Okay, I understand that in other times and places people needed their sanghas because they had nowhere else to sit in peace and had no other access to the dharma. But it’s not like that any more.
Besides, I’m a busy person and can’t afford to be tied down to a fixed weekly commitment (unless it’s for something important like football training). And, frankly, I’m simply not a joiner. Sorry.
Two refuges are enough for me.
Does this sounds familiar? Doesn’t it also sound unconvincing? It’s worth pondering just why this common talk does sound so unconvincing. One of the more interesting writers today is the feminist historian, Barbara Taylor, and in The last asylum: a memoir of madness in our times, she puts her finger on it:
We become who we are through relationships. This ‘I’ is born at the interface of self and other, the helpless and help-giver, infant and parent. As babies we learn about ourselves via the minds of those around us; inchoate sensations take on shape and meaning through the responses of others. Selfhood surfaces on a tide of recognition: this is who you are/this is who I am. We human beings are dependent creatures who discover ourselves in communication with others, spoken and unspoken, conscious and unconscious. Without such communication the individual remains undiscovered, lost in a limbo of unintelligible being.
So lack of community hollows out our inner life – confines us to ‘a limbo of unintelligible being’. Taylor introduces her bold statement with this one from her famous friend and sometime co-author, Adam Phillips from his book Missing out: ‘There is nothing … that can solve the problem that other people actually exist, and we are utterly dependent on them as actually existing, separate other people… [E]verything else follows from this.’
Note Phillips’s phrasing here: ‘actually existing, separate other people’. Christopher Bollas, in his book that I cited in the previous talk, vividly describes a tragicomic scene that we will all recognise: good friends meeting to share a meal and to ‘catch up’, but ending up spending most of the time on their phones. Privileging virtual entities over the flesh and blood friends actually present. ‘Virtuals’ over ‘actuals’.

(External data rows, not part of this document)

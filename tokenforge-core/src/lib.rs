//! TokenForge Core
//!
//! Deploys a user-defined token contract through a connected wallet.
//!
//! ## Architecture
//!
//! - **Application**: the deployment flow controller and its state machine
//! - **Core**: wallet connection, network switching, fee estimation,
//!   deployment and artifact loading
//! - **Domain**: entities and repository traits
//! - **Infrastructure**: JSON-RPC wallet provider, parameter stores, artifact
//!   sources, configuration and status output
//! - **Shared**: common types, constants, errors and utilities
//!
//! ## Usage
//!
//! ```no_run
//! use std::sync::Arc;
//! use tokenforge_core::{
//!     build_controller, AutoConfirm, ConsoleStatusSink, DeployerConfig, FlowOutcome, RpcWalletProvider,
//!     WalletProvider,
//! };
//!
//! # async fn deploy() -> Result<(), tokenforge_core::DeployError> {
//! tokenforge_core::init();
//! let config = DeployerConfig::from_env()?;
//! let provider: Arc<dyn WalletProvider> = Arc::new(RpcWalletProvider::connect(&config.rpc_url)?);
//! let mut controller = build_controller(&config, Some(provider), Arc::new(ConsoleStatusSink));
//!
//! if let FlowOutcome::Deployed(result) = controller.run(&AutoConfirm).await {
//!     println!("Token deployed at {}", result.address_string());
//! }
//! # Ok(())
//! # }
//! ```

use std::sync::Arc;

pub mod application;
pub mod core;
pub mod domain;
pub mod infrastructure;
pub mod shared;

// Re-export the flow controller
pub use application::{
    AutoConfirm, DeployConfirmation, DeploymentController, FlowOutcome, FlowSignal, Halt, PipelineState, StageResult,
};

// Re-export pipeline stages
pub use crate::core::{
    ArtifactLoader, DeploymentExecutor, FeeEstimator, NetworkCheck, NetworkGuarantor, SessionSubscription,
    WalletConnector,
};

// Re-export domain entities and repositories
pub use domain::{
    ArtifactSource, ContractArtifact, DeploymentResult, FeeQuote, ParameterStore, TokenParameters, WalletSession,
};

// Re-export infrastructure components
pub use infrastructure::{
    source_for, ConsoleStatusSink, DeployerConfig, DirectoryArtifactSource, EventWatcher, FileParameterStore,
    HttpArtifactSource, MemoryParameterStore, ProviderError, ProviderEvent, RecordingStatusSink, RpcWalletProvider,
    StatusSink, WalletProvider,
};

// Re-export shared types
pub use shared::constants::{NetworkConfig, REQUIRED_NETWORK};
pub use shared::error::DeployError;

// Version information
pub const VERSION: &str = env!("CARGO_PKG_VERSION");
pub const NAME: &str = env!("CARGO_PKG_NAME");
pub const DESCRIPTION: &str = env!("CARGO_PKG_DESCRIPTION");

/// Initialize logging. Honours `RUST_LOG`, defaults to `info`, and is safe to
/// call more than once.
pub fn init() {
    let initialized = env_logger::Builder::from_env(env_logger::Env::default().default_filter_or("info")).try_init();
    if initialized.is_ok() {
        log::debug!("{} {} initialized", NAME, VERSION);
    }
}

/// Wire a controller from configuration: file parameter store under the data
/// directory and the configured artifact source
pub fn build_controller(
    config: &DeployerConfig,
    provider: Option<Arc<dyn WalletProvider>>,
    sink: Arc<dyn StatusSink>,
) -> DeploymentController {
    let store = Arc::new(FileParameterStore::new(config.data_dir.clone()));
    let loader = ArtifactLoader::with_documents(
        source_for(&config.artifact_source),
        config.abi_document.clone(),
        config.bytecode_document.clone(),
    );
    DeploymentController::new(WalletConnector::new(provider), store, loader, sink)
}
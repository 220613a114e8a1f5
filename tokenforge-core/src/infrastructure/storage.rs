//! Parameter store implementations
//!
//! A JSON file store that survives between the `create` and `deploy` steps,
//! and an in-memory store for embedding and tests.

use crate::domain::entities::TokenParameters;
use crate::domain::repositories::ParameterStore;
use crate::shared::constants::PARAMETER_SESSION_KEY;
use crate::shared::error::DeployError;
use std::fs;
use std::path::{Path, PathBuf};
use std::sync::Mutex;

/// Stores parameters as `<data_dir>/<session_key>.json`
pub struct FileParameterStore {
    data_dir: PathBuf,
    session_key: String,
}

impl FileParameterStore {
    pub fn new(data_dir: impl Into<PathBuf>) -> Self {
        Self::with_key(data_dir, PARAMETER_SESSION_KEY)
    }

    pub fn with_key(data_dir: impl Into<PathBuf>, session_key: impl Into<String>) -> Self {
        Self {
            data_dir: data_dir.into(),
            session_key: session_key.into(),
        }
    }

    pub fn path(&self) -> PathBuf {
        self.data_dir.join(format!("{}.json", self.session_key))
    }

    fn write_atomically(path: &Path, contents: &[u8]) -> Result<(), DeployError> {
        let tmp = path.with_extension("json.tmp");
        fs::write(&tmp, contents)?;
        fs::rename(&tmp, path)?;
        Ok(())
    }
}

impl ParameterStore for FileParameterStore {
    fn save(&self, params: &TokenParameters) -> Result<(), DeployError> {
        params.validate()?;
        fs::create_dir_all(&self.data_dir)?;
        let contents = serde_json::to_vec_pretty(params)?;
        Self::write_atomically(&self.path(), &contents)?;
        log::debug!("Token parameters saved to {}", self.path().display());
        Ok(())
    }

    fn load(&self) -> Result<Option<TokenParameters>, DeployError> {
        let path = self.path();
        if !path.exists() {
            return Ok(None);
        }
        let data = fs::read_to_string(&path)?;
        let params: TokenParameters = serde_json::from_str(&data)?;
        params.validate()?;
        Ok(Some(params))
    }

    fn clear(&self) -> Result<(), DeployError> {
        let path = self.path();
        if path.exists() {
            fs::remove_file(&path)?;
            log::debug!("Token parameters cleared from {}", path.display());
        }
        Ok(())
    }
}

/// Keeps the serialized record in memory
#[derive(Default)]
pub struct MemoryParameterStore {
    record: Mutex<Option<String>>,
}

impl MemoryParameterStore {
    pub fn new() -> Self {
        Self::default()
    }

    fn lock(&self) -> Result<std::sync::MutexGuard<'_, Option<String>>, DeployError> {
        self.record
            .lock()
            .map_err(|_| DeployError::storage("Parameter store lock poisoned"))
    }
}

impl ParameterStore for MemoryParameterStore {
    fn save(&self, params: &TokenParameters) -> Result<(), DeployError> {
        params.validate()?;
        *self.lock()? = Some(serde_json::to_string(params)?);
        Ok(())
    }

    fn load(&self) -> Result<Option<TokenParameters>, DeployError> {
        match self.lock()?.as_deref() {
            Some(record) => Ok(Some(serde_json::from_str(record)?)),
            None => Ok(None),
        }
    }

    fn clear(&self) -> Result<(), DeployError> {
        *self.lock()? = None;
        Ok(())
    }
}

Unmediated communication with actual others actually present is a rich, subtle and complex business. Meaning is communicated by words, yes, but also by gestures (including touch, perhaps), body language, tone of voice, facial expression, shifting direction of the gaze, intonation, hesitations, and so on. No wonder we find ‘talking’ among the activities of the body commended by the Buddha in his discourse on the focuses of awareness. There’s a lot going on right there!
So mediated communication (with the partial exception of audio-visual conversations) with virtuals is stunted, single-channel communication. In ID: The quest for meaning in the 21st century, the neuroscientist Susan Greenfield warns that we actually stunt the development of our very brains if we habitually communicate with virtuals online instead of meeting up with actuals. Our brains need the complex challenge of unmediated interaction with actuals in order to develop physiologically.
And our hearts and minds certainly need to tap into the rich source of actual, dynamic community in order to deepen and expand our inner lives.
What sort of sangha?
The term ‘community’ refers to a process of interaction and bonding between people, not to a mere sum of the members of a group. A shared purpose provides the focus for the interaction and bonding in question. The community’s shared ethic drives it, and clarifies and supports the main ethical principles that its individual members each seek to cultivate and realise in their own life. It would be odd if it were otherwise – we humans are herd animals, after all.
We live in a wider, modern western culture with its own civic ethos that stresses equality and inclusiveness within the membership of any voluntary association. This in turn requires us to consort on democratic terms. A western sangha needs to honour these values above all. If we join in building a sangha, or join an existing one, we should demand that our age, gender, ethnicity and all the other ascribed differences that constitute our identity, are accepted equally, and without question.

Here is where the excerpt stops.